┌──
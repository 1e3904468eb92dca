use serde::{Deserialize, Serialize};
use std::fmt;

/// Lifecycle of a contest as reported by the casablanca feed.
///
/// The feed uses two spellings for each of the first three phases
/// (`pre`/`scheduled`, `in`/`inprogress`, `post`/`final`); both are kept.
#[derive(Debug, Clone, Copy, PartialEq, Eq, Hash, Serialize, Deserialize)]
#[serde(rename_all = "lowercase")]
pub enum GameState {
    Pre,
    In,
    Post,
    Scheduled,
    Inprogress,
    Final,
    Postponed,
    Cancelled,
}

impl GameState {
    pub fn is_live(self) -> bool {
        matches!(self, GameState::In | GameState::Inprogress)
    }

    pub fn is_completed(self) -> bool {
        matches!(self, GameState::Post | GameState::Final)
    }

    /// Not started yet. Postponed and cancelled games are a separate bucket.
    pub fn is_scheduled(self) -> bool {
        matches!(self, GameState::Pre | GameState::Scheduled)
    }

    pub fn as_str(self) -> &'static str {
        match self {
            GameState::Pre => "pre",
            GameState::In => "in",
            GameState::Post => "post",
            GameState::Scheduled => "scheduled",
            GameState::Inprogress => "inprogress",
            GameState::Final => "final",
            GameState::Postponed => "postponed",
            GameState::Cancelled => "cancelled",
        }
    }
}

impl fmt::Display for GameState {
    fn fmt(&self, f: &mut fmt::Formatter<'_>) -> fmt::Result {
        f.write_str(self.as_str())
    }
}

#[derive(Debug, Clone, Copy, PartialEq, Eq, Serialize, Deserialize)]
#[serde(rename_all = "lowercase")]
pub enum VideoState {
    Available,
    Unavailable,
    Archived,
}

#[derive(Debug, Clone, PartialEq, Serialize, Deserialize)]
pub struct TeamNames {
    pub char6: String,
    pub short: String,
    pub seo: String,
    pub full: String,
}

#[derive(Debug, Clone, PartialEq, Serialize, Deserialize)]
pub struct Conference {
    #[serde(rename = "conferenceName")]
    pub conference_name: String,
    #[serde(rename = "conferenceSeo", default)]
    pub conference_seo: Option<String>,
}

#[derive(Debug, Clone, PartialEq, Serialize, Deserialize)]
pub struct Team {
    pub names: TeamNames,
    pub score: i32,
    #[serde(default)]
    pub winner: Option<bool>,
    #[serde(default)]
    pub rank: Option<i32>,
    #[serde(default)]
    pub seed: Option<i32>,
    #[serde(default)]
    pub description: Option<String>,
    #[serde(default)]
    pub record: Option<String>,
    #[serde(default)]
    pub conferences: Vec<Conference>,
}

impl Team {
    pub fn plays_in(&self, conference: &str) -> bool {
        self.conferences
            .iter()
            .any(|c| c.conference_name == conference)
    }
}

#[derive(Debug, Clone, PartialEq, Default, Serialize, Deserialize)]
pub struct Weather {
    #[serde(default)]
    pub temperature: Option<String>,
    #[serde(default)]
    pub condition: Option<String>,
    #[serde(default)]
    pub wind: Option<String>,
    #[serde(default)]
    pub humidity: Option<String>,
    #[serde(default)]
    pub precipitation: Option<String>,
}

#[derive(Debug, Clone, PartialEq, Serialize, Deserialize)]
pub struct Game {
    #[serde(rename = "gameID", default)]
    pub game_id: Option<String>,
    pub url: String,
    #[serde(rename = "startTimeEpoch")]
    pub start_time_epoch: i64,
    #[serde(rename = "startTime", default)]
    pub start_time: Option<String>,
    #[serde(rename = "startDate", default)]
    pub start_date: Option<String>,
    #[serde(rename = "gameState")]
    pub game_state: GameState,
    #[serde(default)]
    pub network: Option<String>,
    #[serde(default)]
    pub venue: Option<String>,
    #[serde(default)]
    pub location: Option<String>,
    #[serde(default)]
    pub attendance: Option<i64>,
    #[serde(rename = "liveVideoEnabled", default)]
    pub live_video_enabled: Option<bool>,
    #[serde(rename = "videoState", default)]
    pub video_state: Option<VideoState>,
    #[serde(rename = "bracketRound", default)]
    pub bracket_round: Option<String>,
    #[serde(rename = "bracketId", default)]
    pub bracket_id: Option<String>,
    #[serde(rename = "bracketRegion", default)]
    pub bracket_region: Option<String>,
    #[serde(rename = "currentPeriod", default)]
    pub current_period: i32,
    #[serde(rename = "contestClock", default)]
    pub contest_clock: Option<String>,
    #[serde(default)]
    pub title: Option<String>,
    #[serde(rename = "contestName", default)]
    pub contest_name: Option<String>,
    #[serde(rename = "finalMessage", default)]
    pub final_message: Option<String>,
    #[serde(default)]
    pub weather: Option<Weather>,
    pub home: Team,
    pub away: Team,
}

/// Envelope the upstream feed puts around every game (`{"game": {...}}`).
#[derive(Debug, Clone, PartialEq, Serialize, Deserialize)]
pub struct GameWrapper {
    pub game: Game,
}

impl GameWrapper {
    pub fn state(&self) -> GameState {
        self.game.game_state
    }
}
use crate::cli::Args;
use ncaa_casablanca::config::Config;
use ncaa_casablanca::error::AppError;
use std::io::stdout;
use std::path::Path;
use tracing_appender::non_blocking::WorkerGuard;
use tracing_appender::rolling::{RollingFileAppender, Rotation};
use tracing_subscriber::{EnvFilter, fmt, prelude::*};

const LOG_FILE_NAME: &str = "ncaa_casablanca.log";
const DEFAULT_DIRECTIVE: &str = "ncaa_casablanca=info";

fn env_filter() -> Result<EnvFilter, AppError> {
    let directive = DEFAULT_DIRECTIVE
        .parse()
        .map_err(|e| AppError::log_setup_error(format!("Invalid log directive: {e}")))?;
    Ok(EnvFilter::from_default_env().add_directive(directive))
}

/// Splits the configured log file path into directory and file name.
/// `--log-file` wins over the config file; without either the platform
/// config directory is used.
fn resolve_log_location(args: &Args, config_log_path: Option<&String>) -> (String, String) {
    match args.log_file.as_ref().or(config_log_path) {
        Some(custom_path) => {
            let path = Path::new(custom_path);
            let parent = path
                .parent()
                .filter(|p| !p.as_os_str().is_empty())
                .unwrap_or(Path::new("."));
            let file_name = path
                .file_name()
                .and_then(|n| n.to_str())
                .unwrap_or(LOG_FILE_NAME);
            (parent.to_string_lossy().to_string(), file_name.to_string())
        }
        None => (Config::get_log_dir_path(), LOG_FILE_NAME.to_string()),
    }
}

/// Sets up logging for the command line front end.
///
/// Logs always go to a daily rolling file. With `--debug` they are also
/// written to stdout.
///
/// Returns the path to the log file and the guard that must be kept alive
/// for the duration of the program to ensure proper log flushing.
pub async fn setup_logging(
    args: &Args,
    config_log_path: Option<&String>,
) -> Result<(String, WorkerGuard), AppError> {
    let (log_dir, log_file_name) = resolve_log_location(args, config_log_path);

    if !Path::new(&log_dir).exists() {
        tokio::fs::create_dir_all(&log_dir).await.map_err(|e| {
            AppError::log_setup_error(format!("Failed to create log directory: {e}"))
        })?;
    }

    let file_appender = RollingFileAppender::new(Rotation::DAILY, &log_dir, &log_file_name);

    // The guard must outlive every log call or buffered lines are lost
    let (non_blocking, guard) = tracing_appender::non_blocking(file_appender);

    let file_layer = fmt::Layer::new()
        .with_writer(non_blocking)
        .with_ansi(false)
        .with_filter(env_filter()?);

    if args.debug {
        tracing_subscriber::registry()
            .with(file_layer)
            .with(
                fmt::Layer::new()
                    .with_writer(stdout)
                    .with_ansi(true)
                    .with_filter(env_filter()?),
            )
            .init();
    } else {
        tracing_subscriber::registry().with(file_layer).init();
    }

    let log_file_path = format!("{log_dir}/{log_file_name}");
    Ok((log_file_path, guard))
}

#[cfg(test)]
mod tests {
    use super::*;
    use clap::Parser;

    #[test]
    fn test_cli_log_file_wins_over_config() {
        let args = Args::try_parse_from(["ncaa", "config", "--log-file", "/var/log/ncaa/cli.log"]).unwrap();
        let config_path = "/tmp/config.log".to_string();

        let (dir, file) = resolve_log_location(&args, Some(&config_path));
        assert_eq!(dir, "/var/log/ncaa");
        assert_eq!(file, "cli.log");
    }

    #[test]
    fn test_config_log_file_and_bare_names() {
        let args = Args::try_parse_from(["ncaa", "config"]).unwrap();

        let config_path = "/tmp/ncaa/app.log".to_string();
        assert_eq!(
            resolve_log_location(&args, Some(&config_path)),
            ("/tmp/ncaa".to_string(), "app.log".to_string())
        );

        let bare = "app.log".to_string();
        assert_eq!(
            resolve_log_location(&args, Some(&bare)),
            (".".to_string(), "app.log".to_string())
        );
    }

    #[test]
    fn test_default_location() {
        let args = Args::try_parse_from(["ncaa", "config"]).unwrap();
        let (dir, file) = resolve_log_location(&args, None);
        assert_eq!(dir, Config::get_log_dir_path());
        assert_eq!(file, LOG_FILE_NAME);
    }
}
└──
=== Assignment ===
Going through the data above, return each line with the word "AppError".

=== Output ===
use ncaa_casablanca::error::AppError;
fn env_filter() -> Result<EnvFilter, AppError> {
        .map_err(|e| AppError::log_setup_error(format!("Invalid log directive: {e}")))?;
) -> Result<(String, WorkerGuard), AppError> {
            AppError::log_setup_error(format!("Failed to create log directory: {e}"))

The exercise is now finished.